CAUSE NO.: 1:18-CV-99-HAB
NANCY A. BERRYHILL,
Acting Commissioner of Social Security
Defendant.
OPINION AND ORDER
Plaintiff Eva Rose Schnetzler seeks review of the final decision of the
Commissioner of the Social Security Administration (Commissioner) denying her
application for disability insurance benefits. The Plaintiff argues that the Commissioner
wrongfully denied an award of benefits and that the Administrative Law Judge (ALJ)

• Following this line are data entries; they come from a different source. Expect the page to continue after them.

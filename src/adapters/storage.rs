use crate::domain::ports::Storage;
use crate::utils::error::Result;
use std::path::{Path, PathBuf};

/// Filesystem storage rooted at a base directory. Absolute paths bypass the
/// base directory.
#[derive(Debug, Clone)]
pub struct LocalStorage {
    base_path: PathBuf,
}

impl LocalStorage {
    pub fn new(base_path: impl Into<PathBuf>) -> Self {
        Self {
            base_path: base_path.into(),
        }
    }

    pub fn resolve(&self, path: &str) -> PathBuf {
        self.base_path.join(Path::new(path))
    }
}

impl Storage for LocalStorage {
    async fn read_file(&self, path: &str) -> Result<Vec<u8>> {
        Ok(tokio::fs::read(self.resolve(path)).await?)
    }

    async fn write_file(&self, path: &str, data: &[u8]) -> Result<()> {
        let full_path = self.resolve(path);
        if let Some(parent) = full_path.parent() {
            tokio::fs::create_dir_all(parent).await?;
        }
        tokio::fs::write(full_path, data).await?;
        Ok(())
    }
}
const AUSTIN_ENERGY: Area = Area::Utility("Austin Energy");
const CPS: Area = Area::Utility("CPS Energy");
const EPE: Area = Area::Utility("El Paso Electric");
const ENTERGY: Area = Area::Utility("Entergy Texas");
const XCEL: Area = Area::Utility("Xcel Energy");
const SWEPCO: Area = Area::Utility("Southwestern Electric Power Company");
const GARLAND: Area = Area::Utility("Garland Power & Light");
const DENTON_ME: Area = Area::Utility("Denton Municipal Electric");
const GEORGETOWN: Area = Area::Utility("Georgetown Utility Systems");
const NBU: Area = Area::Utility("New Braunfels Utilities");
const SAN_MARCOS: Area = Area::Utility("San Marcos Electric Utility");
const BTU: Area = Area::Utility("Bryan Texas Utilities");
const CSU: Area = Area::Utility("College Station Utilities");
const BPUB: Area = Area::Utility("Brownsville Public Utilities Board");
const GVEC: Area = Area::Utility("Guadalupe Valley Electric Cooperative");
const PEC: Area = Area::Utility("Pedernales Electric Cooperative");
const SPEC: Area = Area::Utility("South Plains Electric Cooperative");

pub const STATIC_CONFIDENCE: u8 = 97;
pub const SPLIT_CONFIDENCE: u8 = 60;

/// (zip, area, city, county)
pub static STATIC_ZIPS: &[(&str, Area, &str, &str)] = &[
    // Dallas
    ("75201", ONCOR, "Dallas", "Dallas"),
    ("75202", ONCOR, "Dallas", "Dallas"),
    ("75204", ONCOR, "Dallas", "Dallas"),
    ("75205", ONCOR, "University Park", "Dallas"),
    ("75206", ONCOR, "Dallas", "Dallas"),
    ("75214", ONCOR, "Dallas", "Dallas"),
    ("75219", ONCOR, "Dallas", "Dallas"),
    ("75225", ONCOR, "Dallas", "Dallas"),
    ("75230", ONCOR, "Dallas", "Dallas"),
    ("75240", ONCOR, "Dallas", "Dallas"),
    ("75243", ONCOR, "Dallas", "Dallas"),
    ("75248", ONCOR, "Dallas", "Dallas"),
    ("75252", ONCOR, "Dallas", "Collin"),
    // Collin / Denton suburbs
    ("75023", ONCOR, "Plano", "Collin"),
    ("75024", ONCOR, "Plano", "Collin"),
    ("75025", ONCOR, "Plano", "Collin"),
    ("75074", ONCOR, "Plano", "Collin"),
    ("75075", ONCOR, "Plano", "Collin"),
    ("75093", ONCOR, "Plano", "Collin"),
    ("75033", ONCOR, "Frisco", "Denton"),
    ("75034", ONCOR, "Frisco", "Collin"),
    ("75035", ONCOR, "Frisco", "Collin"),
    ("75069", ONCOR, "McKinney", "Collin"),
    ("75070", ONCOR, "McKinney", "Collin"),
    ("75071", ONCOR, "McKinney", "Collin"),
    ("75038", ONCOR, "Irving", "Dallas"),
    ("75039", ONCOR, "Irving", "Dallas"),
    ("75061", ONCOR, "Irving", "Dallas"),
    ("75062", ONCOR, "Irving", "Dallas"),
    ("75063", ONCOR, "Irving", "Dallas"),
    ("75040", GARLAND, "Garland", "Dallas"),
    ("75041", GARLAND, "Garland", "Dallas"),
    ("75042", GARLAND, "Garland", "Dallas"),
    ("75043", GARLAND, "Garland", "Dallas"),
    ("75044", GARLAND, "Garland", "Dallas"),
    ("75057", TNMP, "Lewisville", "Denton"),
    ("75067", TNMP, "Lewisville", "Denton"),
    ("75090", ONCOR, "Sherman", "Grayson"),
    ("75092", ONCOR, "Sherman", "Grayson"),
    // Tyler, Palestine
    ("75701", ONCOR, "Tyler", "Smith"),
    ("75702", ONCOR, "Tyler", "Smith"),
    ("75703", ONCOR, "Tyler", "Smith"),
    ("75801", ONCOR, "Palestine", "Anderson"),
    ("75803", ONCOR, "Palestine", "Anderson"),
    // Fort Worth / Arlington
    ("76010", ONCOR, "Arlington", "Tarrant"),
    ("76011", ONCOR, "Arlington", "Tarrant"),
    ("76012", ONCOR, "Arlington", "Tarrant"),
    ("76013", ONCOR, "Arlington", "Tarrant"),
    ("76014", ONCOR, "Arlington", "Tarrant"),
    ("76015", ONCOR, "Arlington", "Tarrant"),
    ("76016", ONCOR, "Arlington", "Tarrant"),
    ("76017", ONCOR, "Arlington", "Tarrant"),
    ("76018", ONCOR, "Arlington", "Tarrant"),
    ("76102", ONCOR, "Fort Worth", "Tarrant"),
    ("76104", ONCOR, "Fort Worth", "Tarrant"),
    ("76107", ONCOR, "Fort Worth", "Tarrant"),
    ("76109", ONCOR, "Fort Worth", "Tarrant"),
    ("76116", ONCOR, "Fort Worth", "Tarrant"),
    ("76132", ONCOR, "Fort Worth", "Tarrant"),
    ("76137", ONCOR, "Fort Worth", "Tarrant"),
    ("76244", ONCOR, "Fort Worth", "Tarrant"),
    ("76201", DENTON_ME, "Denton", "Denton"),
    ("76205", DENTON_ME, "Denton", "Denton"),
    ("76207", DENTON_ME, "Denton", "Denton"),
    ("76208", DENTON_ME, "Denton", "Denton"),
    ("76209", DENTON_ME, "Denton", "Denton"),
    ("76210", DENTON_ME, "Denton", "Denton"),
    // Wichita Falls, Stephenville, Killeen/Temple, Waco, Brownwood
    ("76301", ONCOR, "Wichita Falls", "Wichita"),
    ("76302", ONCOR, "Wichita Falls", "Wichita"),
    ("76308", ONCOR, "Wichita Falls", "Wichita"),
    ("76309", ONCOR, "Wichita Falls", "Wichita"),
    ("76310", ONCOR, "Wichita Falls", "Wichita"),
    ("76401", ONCOR, "Stephenville", "Erath"),
    ("76402", ONCOR, "Stephenville", "Erath"),
    ("76501", ONCOR, "Temple", "Bell"),
    ("76502", ONCOR, "Temple", "Bell"),
    ("76541", ONCOR, "Killeen", "Bell"),
    ("76542", ONCOR, "Killeen", "Bell"),
    ("76543", ONCOR, "Killeen", "Bell"),
    ("76701", ONCOR, "Waco", "McLennan"),
    ("76705", ONCOR, "Waco", "McLennan"),
    ("76706", ONCOR, "Waco", "McLennan"),
    ("76708", ONCOR, "Waco", "McLennan"),
    ("76710", ONCOR, "Waco", "McLennan"),
    ("76712", ONCOR, "Waco", "McLennan"),
    ("76801", ONCOR, "Brownwood", "Brown"),
    ("76802", ONCOR, "Brownwood", "Brown"),
    // San Angelo
    ("76901", AEPN, "San Angelo", "Tom Green"),
    ("76903", AEPN, "San Angelo", "Tom Green"),
    ("76904", AEPN, "San Angelo", "Tom Green"),
    // Houston
    ("77002", CNP, "Houston", "Harris"),
    ("77003", CNP, "Houston", "Harris"),
    ("77004", CNP, "Houston", "Harris"),
    ("77005", CNP, "Houston", "Harris"),
    ("77006", CNP, "Houston", "Harris"),
    ("77007", CNP, "Houston", "Harris"),
    ("77008", CNP, "Houston", "Harris"),
    ("77019", CNP, "Houston", "Harris"),
    ("77024", CNP, "Houston", "Harris"),
    ("77025", CNP, "Houston", "Harris"),
    ("77027", CNP, "Houston", "Harris"),
    ("77030", CNP, "Houston", "Harris"),
    ("77036", CNP, "Houston", "Harris"),
    ("77042", CNP, "Houston", "Harris"),
    ("77056", CNP, "Houston", "Harris"),
    ("77057", CNP, "Houston", "Harris"),
    ("77063", CNP, "Houston", "Harris"),
    ("77077", CNP, "Houston", "Harris"),
    ("77079", CNP, "Houston", "Harris"),
    ("77081", CNP, "Houston", "Harris"),
    ("77084", CNP, "Houston", "Harris"),
    ("77095", CNP, "Houston", "Harris"),
    ("77098", CNP, "Houston", "Harris"),
    ("77301", ENTERGY, "Conroe", "Montgomery"),
    ("77302", ENTERGY, "Conroe", "Montgomery"),
    ("77303", ENTERGY, "Conroe", "Montgomery"),
    ("77304", ENTERGY, "Conroe", "Montgomery"),
    ("77338", CNP, "Humble", "Harris"),
    ("77346", CNP, "Humble", "Harris"),
    ("77373", CNP, "Spring", "Harris"),
    ("77379", CNP, "Spring", "Harris"),
    ("77380", CNP, "The Woodlands", "Montgomery"),
    ("77381", CNP, "The Woodlands", "Montgomery"),
    ("77382", CNP, "The Woodlands", "Montgomery"),
    ("77388", CNP, "Spring", "Harris"),
    ("77389", CNP, "Spring", "Harris"),
    ("77429", CNP, "Cypress", "Harris"),
    ("77433", CNP, "Cypress", "Harris"),
    ("77449", CNP, "Katy", "Harris"),
    ("77450", CNP, "Katy", "Harris"),
    ("77494", CNP, "Katy", "Fort Bend"),
    ("77478", CNP, "Sugar Land", "Fort Bend"),
    ("77479", CNP, "Sugar Land", "Fort Bend"),
    ("77498", CNP, "Sugar Land", "Fort Bend"),
    ("77502", CNP, "Pasadena", "Harris"),
    ("77503", CNP, "Pasadena", "Harris"),
    ("77504", CNP, "Pasadena", "Harris"),
    ("77505", CNP, "Pasadena", "Harris"),
    ("77506", CNP, "Pasadena", "Harris"),
    ("77511", TNMP, "Alvin", "Brazoria"),
    ("77515", TNMP, "Angleton", "Brazoria"),
    ("77520", CNP, "Baytown", "Harris"),
    ("77521", CNP, "Baytown", "Harris"),
    ("77539", TNMP, "Dickinson", "Galveston"),
    ("77546", CNP, "Friendswood", "Galveston"),
    ("77550", CNP, "Galveston", "Galveston"),
    ("77551", CNP, "Galveston", "Galveston"),
    ("77554", CNP, "Galveston", "Galveston"),
    ("77568", TNMP, "La Marque", "Galveston"),
    ("77573", TNMP, "League City", "Galveston"),
    ("77581", CNP, "Pearland", "Brazoria"),
    ("77584", CNP, "Pearland", "Brazoria"),
    ("77590", TNMP, "Texas City", "Galveston"),
    ("77591", TNMP, "Texas City", "Galveston"),
    ("77640", ENTERGY, "Port Arthur", "Jefferson"),
    ("77642", ENTERGY, "Port Arthur", "Jefferson"),
    ("77701", ENTERGY, "Beaumont", "Jefferson"),
    ("77706", ENTERGY, "Beaumont", "Jefferson"),
    ("77801", BTU, "Bryan", "Brazos"),
    ("77802", BTU, "Bryan", "Brazos"),
    ("77803", BTU, "Bryan", "Brazos"),
    ("77840", CSU, "College Station", "Brazos"),
    ("77845", CSU, "College Station", "Brazos"),
    ("77901", AEPC, "Victoria", "Victoria"),
    ("77904", AEPC, "Victoria", "Victoria"),
    ("77979", AEPC, "Port Lavaca", "Calhoun"),
    // Laredo, Coastal Bend, Rio Grande Valley
    ("78040", AEPC, "Laredo", "Webb"),
    ("78041", AEPC, "Laredo", "Webb"),
    ("78043", AEPC, "Laredo", "Webb"),
    ("78045", AEPC, "Laredo", "Webb"),
    ("78046", AEPC, "Laredo", "Webb"),
    ("78130", NBU, "New Braunfels", "Comal"),
    ("78132", NBU, "New Braunfels", "Comal"),
    ("78201", CPS, "San Antonio", "Bexar"),
    ("78205", CPS, "San Antonio", "Bexar"),
    ("78209", CPS, "San Antonio", "Bexar"),
    ("78230", CPS, "San Antonio", "Bexar"),
    ("78249", CPS, "San Antonio", "Bexar"),
    ("78258", CPS, "San Antonio", "Bexar"),
    ("78332", AEPC, "Alice", "Jim Wells"),
    ("78363", AEPC, "Kingsville", "Kleberg"),
    ("78382", AEPC, "Rockport", "Aransas"),
    ("78401", AEPC, "Corpus Christi", "Nueces"),
    ("78404", AEPC, "Corpus Christi", "Nueces"),
    ("78405", AEPC, "Corpus Christi", "Nueces"),
    ("78411", AEPC, "Corpus Christi", "Nueces"),
    ("78412", AEPC, "Corpus Christi", "Nueces"),
    ("78413", AEPC, "Corpus Christi", "Nueces"),
    ("78414", AEPC, "Corpus Christi", "Nueces"),
    ("78415", AEPC, "Corpus Christi", "Nueces"),
    ("78418", AEPC, "Corpus Christi", "Nueces"),
    ("78501", AEPC, "McAllen", "Hidalgo"),
    ("78503", AEPC, "McAllen", "Hidalgo"),
    ("78504", AEPC, "McAllen", "Hidalgo"),
    ("78520", BPUB, "Brownsville", "Cameron"),
    ("78521", BPUB, "Brownsville", "Cameron"),
    ("78526", BPUB, "Brownsville", "Cameron"),
    ("78539", AEPC, "Edinburg", "Hidalgo"),
    ("78550", AEPC, "Harlingen", "Cameron"),
    ("78552", AEPC, "Harlingen", "Cameron"),
    ("78572", AEPC, "Mission", "Hidalgo"),
    ("78577", AEPC, "Pharr", "Hidalgo"),
    ("78596", AEPC, "Weslaco", "Hidalgo"),
    // Central Texas
    ("78626", GEORGETOWN, "Georgetown", "Williamson"),
    ("78628", GEORGETOWN, "Georgetown", "Williamson"),
    ("78660", ONCOR, "Pflugerville", "Travis"),
    ("78664", ONCOR, "Round Rock", "Williamson"),
    ("78665", ONCOR, "Round Rock", "Williamson"),
    ("78681", ONCOR, "Round Rock", "Williamson"),
    ("78666", SAN_MARCOS, "San Marcos", "Hays"),
    ("78701", AUSTIN_ENERGY, "Austin", "Travis"),
    ("78702", AUSTIN_ENERGY, "Austin", "Travis"),
    ("78703", AUSTIN_ENERGY, "Austin", "Travis"),
    ("78704", AUSTIN_ENERGY, "Austin", "Travis"),
    ("78705", AUSTIN_ENERGY, "Austin", "Travis"),
    ("78745", AUSTIN_ENERGY, "Austin", "Travis"),
    ("78758", AUSTIN_ENERGY, "Austin", "Travis"),
    ("78801", AEPC, "Uvalde", "Uvalde"),
    // Panhandle, West Texas
    ("79101", XCEL, "Amarillo", "Potter"),
    ("79106", XCEL, "Amarillo", "Potter"),
    ("79109", XCEL, "Amarillo", "Randall"),
    ("79201", AEPN, "Childress", "Childress"),
    ("79401", LPL, "Lubbock", "Lubbock"),
    ("79403", LPL, "Lubbock", "Lubbock"),
    ("79404", LPL, "Lubbock", "Lubbock"),
    ("79407", LPL, "Lubbock", "Lubbock"),
    ("79410", LPL, "Lubbock", "Lubbock"),
    ("79411", LPL, "Lubbock", "Lubbock"),
    ("79412", LPL, "Lubbock", "Lubbock"),
    ("79413", LPL, "Lubbock", "Lubbock"),
    ("79414", LPL, "Lubbock", "Lubbock"),
    ("79415", LPL, "Lubbock", "Lubbock"),
    ("79416", LPL, "Lubbock", "Lubbock"),
    ("79423", LPL, "Lubbock", "Lubbock"),
    ("79424", LPL, "Lubbock", "Lubbock"),
    ("79556", AEPN, "Sweetwater", "Nolan"),
    ("79601", AEPN, "Abilene", "Taylor"),
    ("79602", AEPN, "Abilene", "Taylor"),
    ("79603", AEPN, "Abilene", "Taylor"),
    ("79605", AEPN, "Abilene", "Taylor"),
    ("79606", AEPN, "Abilene", "Taylor"),
    ("79701", ONCOR, "Midland", "Midland"),
    ("79703", ONCOR, "Midland", "Midland"),
    ("79705", ONCOR, "Midland", "Midland"),
    ("79707", ONCOR, "Midland", "Midland"),
    ("79735", AEPN, "Fort Stockton", "Pecos"),
    ("79761", ONCOR, "Odessa", "Ector"),
    ("79762", ONCOR, "Odessa", "Ector"),
    ("79763", ONCOR, "Odessa", "Ector"),
    ("79772", TNMP, "Pecos", "Reeves"),
    ("79830", AEPN, "Alpine", "Brewster"),
    ("79901", EPE, "El Paso", "El Paso"),
    ("79912", EPE, "El Paso", "El Paso"),
    ("79925", EPE, "El Paso", "El Paso"),
    ("79936", EPE, "El Paso", "El Paso"),
];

erred: (1) by failing to incorporate the limiting effects from all her medically determinable
impairments into the Residual Functional Capacity (RFC) and failing to make a rational
connection between the facts and the RFC; (2) by overemphasizing her daily activities;
and (3) by failing to give weight to her strong work history. The Defendant argues that
substantial evidence supports the ALJ’s decision and it should be affirmed.
BACKGROUND
On May 4, 2015, the Plaintiff protectively applied for a period of disability and
disability insurance benefits alleging that she had been disabled since July 12, 2013. The
agency denied her claims initially and on reconsideration. After a hearing on June 5, 2017,
an ALJ found that the Plaintiff was not disabled at any time from July 12, 2013, through
March 31, 2017, the date she last met the insured status requirement of the Act. On
February 20, 2018, the Appeals Council denied the Plaintiff’s request for review of that
decision making the ALJ’s decision the final decision of the Commissioner for purposes
of judicial review. See 42 U.S.C. § 405(g); 20 C.F.R. § 404.981. This appeal followed.
STANDARD OF REVIEW
The Social Security Act establishes that the Commissioner’s findings as to any fact
are conclusive if supported by substantial evidence. See Diaz v. Chater, 55 F.3d 300, 305
(7th Cir. 1995). The question upon judicial review of an ALJ’s finding that a claimant is
not disabled within the meaning of the Social Security Act is not whether the claimant is,
in fact, disabled, but whether the ALJ’s findings are supported by substantial evidence
and under the correct legal standard. See Lopez v. Barnhart, 336 F.3d 535, 539 (7th Cir.
2003); Schmidt v. Apfel, 201 F.3d 970, 972 (7th Cir. 2000). Substantial evidence is defined as
“such relevant evidence as a reasonable mind might accept as adequate to support a
conclusion.” Richardson v. Perales, 402 U.S. 389, 401 (1971) (quoting Consol. Edison Co. v.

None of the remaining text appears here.